INPUT DATA:
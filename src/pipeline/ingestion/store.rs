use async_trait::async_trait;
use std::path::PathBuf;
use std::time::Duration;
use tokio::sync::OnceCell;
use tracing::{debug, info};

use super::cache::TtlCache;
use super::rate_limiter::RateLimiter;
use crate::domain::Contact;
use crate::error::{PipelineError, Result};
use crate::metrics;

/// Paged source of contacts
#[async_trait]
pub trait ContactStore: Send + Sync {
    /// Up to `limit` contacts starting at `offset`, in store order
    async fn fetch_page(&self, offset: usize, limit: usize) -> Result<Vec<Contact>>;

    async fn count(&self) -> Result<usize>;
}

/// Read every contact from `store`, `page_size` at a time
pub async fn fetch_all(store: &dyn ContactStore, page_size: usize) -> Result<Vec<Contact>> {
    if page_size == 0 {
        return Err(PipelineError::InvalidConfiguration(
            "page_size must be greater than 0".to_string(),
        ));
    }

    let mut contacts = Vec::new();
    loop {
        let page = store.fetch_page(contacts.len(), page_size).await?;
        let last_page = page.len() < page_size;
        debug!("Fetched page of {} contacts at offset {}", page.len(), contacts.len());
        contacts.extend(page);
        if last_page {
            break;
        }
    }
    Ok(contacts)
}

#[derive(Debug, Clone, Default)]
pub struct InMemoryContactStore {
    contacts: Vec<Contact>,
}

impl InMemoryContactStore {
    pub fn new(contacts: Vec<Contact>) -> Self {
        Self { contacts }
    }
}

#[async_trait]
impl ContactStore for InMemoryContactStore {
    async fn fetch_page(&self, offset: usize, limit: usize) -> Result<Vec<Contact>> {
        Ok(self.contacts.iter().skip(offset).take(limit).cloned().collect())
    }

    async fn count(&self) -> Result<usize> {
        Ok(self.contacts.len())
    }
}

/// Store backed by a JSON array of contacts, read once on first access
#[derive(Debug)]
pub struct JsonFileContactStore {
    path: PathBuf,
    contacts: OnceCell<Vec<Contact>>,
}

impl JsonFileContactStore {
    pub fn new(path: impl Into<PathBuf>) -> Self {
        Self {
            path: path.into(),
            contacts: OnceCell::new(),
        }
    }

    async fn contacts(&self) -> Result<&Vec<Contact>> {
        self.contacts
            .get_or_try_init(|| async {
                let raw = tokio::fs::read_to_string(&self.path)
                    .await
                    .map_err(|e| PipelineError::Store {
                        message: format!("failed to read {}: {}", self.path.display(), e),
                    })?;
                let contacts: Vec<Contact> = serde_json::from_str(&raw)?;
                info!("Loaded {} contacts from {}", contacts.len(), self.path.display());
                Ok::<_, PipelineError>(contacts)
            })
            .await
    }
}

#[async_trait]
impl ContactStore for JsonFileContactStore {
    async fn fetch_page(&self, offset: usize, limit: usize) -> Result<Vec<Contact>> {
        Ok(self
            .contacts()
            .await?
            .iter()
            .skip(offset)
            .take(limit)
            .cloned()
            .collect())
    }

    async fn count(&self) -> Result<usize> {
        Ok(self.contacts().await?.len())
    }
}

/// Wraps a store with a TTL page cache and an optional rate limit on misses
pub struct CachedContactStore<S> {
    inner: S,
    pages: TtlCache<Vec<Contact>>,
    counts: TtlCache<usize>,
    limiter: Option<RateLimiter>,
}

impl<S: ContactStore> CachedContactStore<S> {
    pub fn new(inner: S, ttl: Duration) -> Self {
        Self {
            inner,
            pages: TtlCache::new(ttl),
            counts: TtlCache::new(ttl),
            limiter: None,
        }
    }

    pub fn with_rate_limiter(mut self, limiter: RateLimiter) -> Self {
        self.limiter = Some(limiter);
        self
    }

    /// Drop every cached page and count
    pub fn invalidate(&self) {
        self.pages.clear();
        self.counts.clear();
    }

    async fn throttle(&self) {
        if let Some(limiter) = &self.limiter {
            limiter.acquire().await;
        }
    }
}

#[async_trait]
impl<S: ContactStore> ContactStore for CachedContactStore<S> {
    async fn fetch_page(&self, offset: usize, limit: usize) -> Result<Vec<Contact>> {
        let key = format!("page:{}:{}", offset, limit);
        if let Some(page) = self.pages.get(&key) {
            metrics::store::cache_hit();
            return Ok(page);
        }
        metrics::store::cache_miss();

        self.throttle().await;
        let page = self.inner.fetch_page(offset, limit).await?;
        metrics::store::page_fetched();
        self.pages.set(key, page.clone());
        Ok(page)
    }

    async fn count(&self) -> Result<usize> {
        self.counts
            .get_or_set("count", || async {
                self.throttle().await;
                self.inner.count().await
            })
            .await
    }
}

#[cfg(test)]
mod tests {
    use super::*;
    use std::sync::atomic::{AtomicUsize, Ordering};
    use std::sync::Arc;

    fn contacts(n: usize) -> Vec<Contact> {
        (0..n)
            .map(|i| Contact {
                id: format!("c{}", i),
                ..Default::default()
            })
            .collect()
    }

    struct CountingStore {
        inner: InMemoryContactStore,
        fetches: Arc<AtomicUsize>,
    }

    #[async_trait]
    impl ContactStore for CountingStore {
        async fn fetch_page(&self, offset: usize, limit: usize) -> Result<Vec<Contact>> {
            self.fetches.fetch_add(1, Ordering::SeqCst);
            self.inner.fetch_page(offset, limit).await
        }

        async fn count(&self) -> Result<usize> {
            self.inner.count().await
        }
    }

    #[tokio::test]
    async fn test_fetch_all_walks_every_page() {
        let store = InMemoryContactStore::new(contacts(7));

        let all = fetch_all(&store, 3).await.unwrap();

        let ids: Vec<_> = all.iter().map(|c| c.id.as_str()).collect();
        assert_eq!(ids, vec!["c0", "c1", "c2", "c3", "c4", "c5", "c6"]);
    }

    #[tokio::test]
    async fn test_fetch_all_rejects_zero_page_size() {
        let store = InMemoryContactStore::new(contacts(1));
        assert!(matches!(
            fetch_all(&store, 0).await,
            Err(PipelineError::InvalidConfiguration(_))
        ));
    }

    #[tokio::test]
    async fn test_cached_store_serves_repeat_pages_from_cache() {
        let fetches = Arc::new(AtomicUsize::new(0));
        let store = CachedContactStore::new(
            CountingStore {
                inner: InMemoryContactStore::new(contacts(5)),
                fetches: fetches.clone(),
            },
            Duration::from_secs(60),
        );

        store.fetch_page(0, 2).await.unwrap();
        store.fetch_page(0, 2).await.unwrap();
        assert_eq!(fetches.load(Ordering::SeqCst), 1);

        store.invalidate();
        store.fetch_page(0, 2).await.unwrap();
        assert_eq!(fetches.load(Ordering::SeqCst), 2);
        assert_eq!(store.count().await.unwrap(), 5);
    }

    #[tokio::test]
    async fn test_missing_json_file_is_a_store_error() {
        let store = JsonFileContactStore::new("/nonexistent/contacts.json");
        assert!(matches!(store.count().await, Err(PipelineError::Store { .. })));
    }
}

EXERCISE DETAILS:
The first line of the records begins the span, and the line containing "pub trait ContactStore: Send" ends it. Reproduce that span exactly, both ends included.

ANSWER SPACE:
filename src/pipeline/ingestion/store.rs
use async_trait::async_trait;
use std::path::PathBuf;
use std::time::Duration;
use tokio::sync::OnceCell;
use tracing::{debug, info};

use super::cache::TtlCache;
use super::rate_limiter::RateLimiter;
use crate::domain::Contact;
use crate::error::{PipelineError, Result};
use crate::metrics;

/// Paged source of contacts
#[async_trait]
pub trait ContactStore: Send + Sync {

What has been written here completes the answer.